Blake: I don’t want to rob your bank, but for the benefit of our readers, would you mind outlining some of the social emotional principles, or traits, that you see in evolved managers or leaders?

Michelle: Sure, but I’m just gonna freeform this, so please chime in. One of the basics is the capacity for self-regulation, the ability to be aware of our impact on others and modify it as necessary. For example, blustery power, where a leader behaves like, “I’m upset, so everybody hop-to.” This is not emotionally intelligent leadership. Self-regulation requires the individual have the capacity to track back to what triggered them in the first place, then possess strategies to calm themselves down before making a decision or taking action. When we teach self-regulation to kids, we use a snow globe or glitter ball, teach them about their amygdala, fight/flight/freeze modes, and “settling their glitter.” When something triggers our glitter (amygdala), we can’t see clearly, we can’t read a situation effectively, so we have to learn how to settle our glitter before we can behave rationally and wisely. Only then can someone step back into the conversation or situation as their best self.

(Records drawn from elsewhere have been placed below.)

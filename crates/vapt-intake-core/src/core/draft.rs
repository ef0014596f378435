// crates/vapt-intake-core/src/core/draft.rs
// ============================================================================
// Module: VAPT Intake Form State
// Description: Submission draft record, error flags, and normalizing mutations.
// Purpose: Hold wizard field values with invariants enforced at mutation time.
// Dependencies: crate::core::fields, serde
// ============================================================================

//! ## Overview
//! [`SubmissionDraft`] is the mutable record behind the wizard. Invalid values
//! are representable on purpose: validation happens at step boundaries, not
//! continuously. The exceptions are the normalizing fields (digits-only and
//! alphabetic-only inputs), which are made unrepresentable by the mutation
//! path so the draft can never transiently hold a stray character.
//!
//! [`FieldErrors`] is a value-type side table of per-field invalid markers.
//! Validation passes replace it wholesale; edits clear the edited field's
//! marker immediately.

// ============================================================================
// SECTION: Imports
// ============================================================================

use std::collections::BTreeSet;

use serde::Deserialize;
use serde::Serialize;

use crate::core::fields::AccountType;
use crate::core::fields::AssessmentType;
use crate::core::fields::EnvironmentType;
use crate::core::fields::Field;
use crate::core::fields::FlagField;
use crate::core::fields::ReportFormat;
use crate::core::fields::Restriction;
use crate::core::fields::TestingMode;
use crate::core::fields::TestingWindow;
use crate::core::fields::TextField;

// ============================================================================
// SECTION: Normalization Limits
// ============================================================================

/// Maximum digits stored for a mobile number.
const MOBILE_MAX_DIGITS: usize = 10;
/// Maximum digits stored for the device count.
const DEVICE_COUNT_MAX_DIGITS: usize = 4;

// ============================================================================
// SECTION: Submission Draft
// ============================================================================

/// Mutable intake record owned by the wizard while a submission is in
/// progress.
///
/// # Invariants
/// - `device_count` holds only ASCII digits, at most 4.
/// - `mobile_number` and `secondary_mobile_number` hold only ASCII digits,
///   at most 10.
/// - `primary_contact_name` and `designation` hold only letters and spaces.
/// - `account_type` is `None` whenever `test_credentials` is false.
/// - `restrictions` preserves insertion order and contains no duplicates.
/// - `retesting_required` is tri-state: `None` means the question was never
///   answered and blocks submission.
#[derive(Debug, Clone, Default, PartialEq, Eq, Serialize, Deserialize)]
#[serde(rename_all = "camelCase")]
pub struct SubmissionDraft {
    /// Organization name.
    pub organization_name: String,
    /// Primary contact name (letters and spaces only).
    pub primary_contact_name: String,
    /// Primary contact designation (letters and spaces only).
    pub designation: String,
    /// Primary contact email.
    pub email: String,
    /// Primary contact mobile number (digits only, at most 10).
    pub mobile_number: String,
    /// Secondary contact name.
    pub secondary_contact_name: String,
    /// Secondary contact email.
    pub secondary_email: String,
    /// Secondary contact mobile number (digits only, at most 10).
    pub secondary_mobile_number: String,
    /// Assessment type selection.
    pub assessment_type: Option<AssessmentType>,
    /// Testing mode selection.
    pub testing_mode: Option<TestingMode>,
    /// Compliance-required flag.
    pub compliance_required: bool,
    /// Compliance type free text.
    pub compliance_type: String,
    /// In-scope IP range.
    pub ip_range: String,
    /// Public IP addresses.
    #[serde(rename = "publicIPs")]
    pub public_ips: String,
    /// Exclude-systems flag.
    pub exclude_systems: bool,
    /// Excluded systems free text.
    pub excluded_systems_list: String,
    /// Device count (digits only, at most 4).
    pub device_count: String,
    /// Environment type selection.
    pub environment_type: Option<EnvironmentType>,
    /// Testing window selection.
    pub testing_window: Option<TestingWindow>,
    /// Restriction tags in insertion order.
    pub restrictions: Vec<Restriction>,
    /// Notify-before-testing flag.
    pub notify_before_testing: bool,
    /// VPN-access flag.
    pub vpn_access: bool,
    /// Test-credentials flag.
    pub test_credentials: bool,
    /// Account type, meaningful only while `test_credentials` is true.
    pub account_type: Option<AccountType>,
    /// Report format selection.
    pub report_format: Option<ReportFormat>,
    /// Retesting-required answer; `None` until explicitly answered.
    pub retesting_required: Option<bool>,
    /// Permission-approved flag.
    pub permission_approved: bool,
    /// Approver name.
    pub approver_name: String,
    /// Approver designation.
    pub approver_designation: String,
    /// Additional notes free text.
    pub additional_notes: String,
}

// ============================================================================
// SECTION: Field Error Set
// ============================================================================

/// Value-type set of fields flagged invalid by the latest validation pass.
///
/// # Invariants
/// - Produced fresh per validation pass; callers replace, never merge.
#[derive(Debug, Clone, Default, PartialEq, Eq, Serialize, Deserialize)]
#[serde(transparent)]
pub struct FieldErrors(BTreeSet<Field>);

impl FieldErrors {
    /// Creates an empty error set.
    #[must_use]
    pub const fn new() -> Self {
        Self(BTreeSet::new())
    }

    /// Flags `field` as invalid.
    pub fn flag(&mut self, field: Field) {
        self.0.insert(field);
    }

    /// Clears the marker for `field`, if present.
    pub fn clear(&mut self, field: Field) {
        self.0.remove(&field);
    }

    /// Returns true when `field` is flagged.
    #[must_use]
    pub fn is_flagged(&self, field: Field) -> bool {
        self.0.contains(&field)
    }

    /// Returns true when no field is flagged.
    #[must_use]
    pub fn is_empty(&self) -> bool {
        self.0.is_empty()
    }

    /// Returns the number of flagged fields.
    #[must_use]
    pub fn len(&self) -> usize {
        self.0.len()
    }

    /// Iterates the flagged fields in identifier order.
    pub fn fields(&self) -> impl Iterator<Item = Field> + '_ {
        self.0.iter().copied()
    }
}

// ============================================================================
// SECTION: Form State
// ============================================================================

/// Draft plus its error side table, mutated only through normalizing
/// operations.
///
/// # Invariants
/// - Mutations never fail; normalization is applied before storage.
/// - Editing a field clears its error marker in the same operation.
#[derive(Debug, Clone, Default, PartialEq, Eq)]
pub struct FormState {
    /// Current draft values.
    draft: SubmissionDraft,
    /// Error markers from the latest validation pass.
    errors: FieldErrors,
}

impl FormState {
    /// Creates an empty form state.
    #[must_use]
    pub fn new() -> Self {
        Self::default()
    }

    /// Returns the current draft.
    #[must_use]
    pub const fn draft(&self) -> &SubmissionDraft {
        &self.draft
    }

    /// Returns the current error markers.
    #[must_use]
    pub const fn errors(&self) -> &FieldErrors {
        &self.errors
    }

    /// Replaces the error set with the result of a validation pass.
    pub fn replace_errors(&mut self, errors: FieldErrors) {
        self.errors = errors;
    }

    /// Stores `raw` into `field` after field-specific normalization and
    /// clears the field's error marker.
    pub fn set_text(&mut self, field: TextField, raw: &str) {
        let value = normalize_text(field, raw);
        let slot = match field {
            TextField::OrganizationName => &mut self.draft.organization_name,
            TextField::PrimaryContactName => &mut self.draft.primary_contact_name,
            TextField::Designation => &mut self.draft.designation,
            TextField::Email => &mut self.draft.email,
            TextField::MobileNumber => &mut self.draft.mobile_number,
            TextField::SecondaryContactName => &mut self.draft.secondary_contact_name,
            TextField::SecondaryEmail => &mut self.draft.secondary_email,
            TextField::SecondaryMobileNumber => &mut self.draft.secondary_mobile_number,
            TextField::ComplianceType => &mut self.draft.compliance_type,
            TextField::IpRange => &mut self.draft.ip_range,
            TextField::PublicIps => &mut self.draft.public_ips,
            TextField::ExcludedSystemsList => &mut self.draft.excluded_systems_list,
            TextField::DeviceCount => &mut self.draft.device_count,
            TextField::ApproverName => &mut self.draft.approver_name,
            TextField::ApproverDesignation => &mut self.draft.approver_designation,
            TextField::AdditionalNotes => &mut self.draft.additional_notes,
        };
        *slot = value;
        self.errors.clear(field.field());
    }

    /// Sets a boolean field and clears its error marker.
    ///
    /// Unsetting `TestCredentials` also clears the account type so it is
    /// never left stale. `RetestingRequired` records an explicit answer in
    /// the tri-state backing field.
    pub fn set_flag(&mut self, field: FlagField, value: bool) {
        match field {
            FlagField::ComplianceRequired => self.draft.compliance_required = value,
            FlagField::ExcludeSystems => self.draft.exclude_systems = value,
            FlagField::NotifyBeforeTesting => self.draft.notify_before_testing = value,
            FlagField::VpnAccess => self.draft.vpn_access = value,
            FlagField::TestCredentials => {
                self.draft.test_credentials = value;
                if !value {
                    self.draft.account_type = None;
                    self.errors.clear(Field::AccountType);
                }
            }
            FlagField::RetestingRequired => self.draft.retesting_required = Some(value),
            FlagField::PermissionApproved => self.draft.permission_approved = value,
        }
        self.errors.clear(field.field());
    }

    /// Adds or removes a restriction tag, preserving insertion order.
    pub fn toggle_restriction(&mut self, restriction: Restriction, included: bool) {
        if included {
            if !self.draft.restrictions.contains(&restriction) {
                self.draft.restrictions.push(restriction);
            }
        } else {
            self.draft.restrictions.retain(|entry| *entry != restriction);
        }
    }

    /// Sets the assessment type selection and clears its error marker.
    pub fn set_assessment_type(&mut self, value: Option<AssessmentType>) {
        self.draft.assessment_type = value;
        self.errors.clear(Field::AssessmentType);
    }

    /// Sets the testing mode selection and clears its error marker.
    pub fn set_testing_mode(&mut self, value: Option<TestingMode>) {
        self.draft.testing_mode = value;
        self.errors.clear(Field::TestingMode);
    }

    /// Sets the environment type selection and clears its error marker.
    pub fn set_environment_type(&mut self, value: Option<EnvironmentType>) {
        self.draft.environment_type = value;
        self.errors.clear(Field::EnvironmentType);
    }

    /// Sets the testing window selection and clears its error marker.
    pub fn set_testing_window(&mut self, value: Option<TestingWindow>) {
        self.draft.testing_window = value;
        self.errors.clear(Field::TestingWindow);
    }

    /// Sets the account type selection and clears its error marker.
    pub fn set_account_type(&mut self, value: Option<AccountType>) {
        self.draft.account_type = value;
        self.errors.clear(Field::AccountType);
    }

    /// Sets the report format selection and clears its error marker.
    pub fn set_report_format(&mut self, value: Option<ReportFormat>) {
        self.draft.report_format = value;
        self.errors.clear(Field::ReportFormat);
    }
}

// ============================================================================
// SECTION: Normalization
// ============================================================================

/// Applies the field-specific input filter before storage.
fn normalize_text(field: TextField, raw: &str) -> String {
    match field {
        TextField::PrimaryContactName | TextField::Designation => {
            raw.chars().filter(|ch| ch.is_ascii_alphabetic() || *ch == ' ').collect()
        }
        TextField::MobileNumber | TextField::SecondaryMobileNumber => {
            digits_only(raw, MOBILE_MAX_DIGITS)
        }
        TextField::DeviceCount => digits_only(raw, DEVICE_COUNT_MAX_DIGITS),
        _ => raw.to_string(),
    }
}

/// Keeps only ASCII digits, truncated to `max` characters.
fn digits_only(raw: &str, max: usize) -> String {
    raw.chars().filter(char::is_ascii_digit).take(max).collect()
}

You’ve heard people describe managers or leaders as the thermostat versus the thermometer. A lot of leaders walk around, take the temperature of the place, and just react to it like a thermometer. The social emotional person is the chief tone setter, or thermostat, not the reactor or amplifier. It’s essential for a manager to create space where employees can work innovatively, creatively, completely free of fear. I’m a big believer that if people are fearful, on any level, you can’t get their best work, much less their best self. If you’re lucky, you’re getting perhaps 60% of someone, because the other 40% is devoted to not mis-stepping, to watching their back.

Blake: How are you doing this in practice, creating an absence of fear?

Michelle: We embrace the fact that something is going to go wrong every single day! Sometimes it’s just a little thing, sometimes it’s a big thing, but it’s all part of life. The question isn’t will something happen, but how will we show up when it does? It’s not about holding one single person accountable, or laying blame, but asking ourselves how do we show up in the midst of a mistake, relate to it, be transparent in it, self-reflect through it, show a desire to learn and grow from it, and endeavor to not make those sorts of mistakes over and over again? That’s what I’m interested in. We don’t welcome mistakes that are born of apathy or ineptitude. We welcome mistakes born of innovation, passion, and just the reality that we are human—mistakes that happen because you have invested in creating the conditions of a true learning environment.

Blake: What else? Other principles, or traits?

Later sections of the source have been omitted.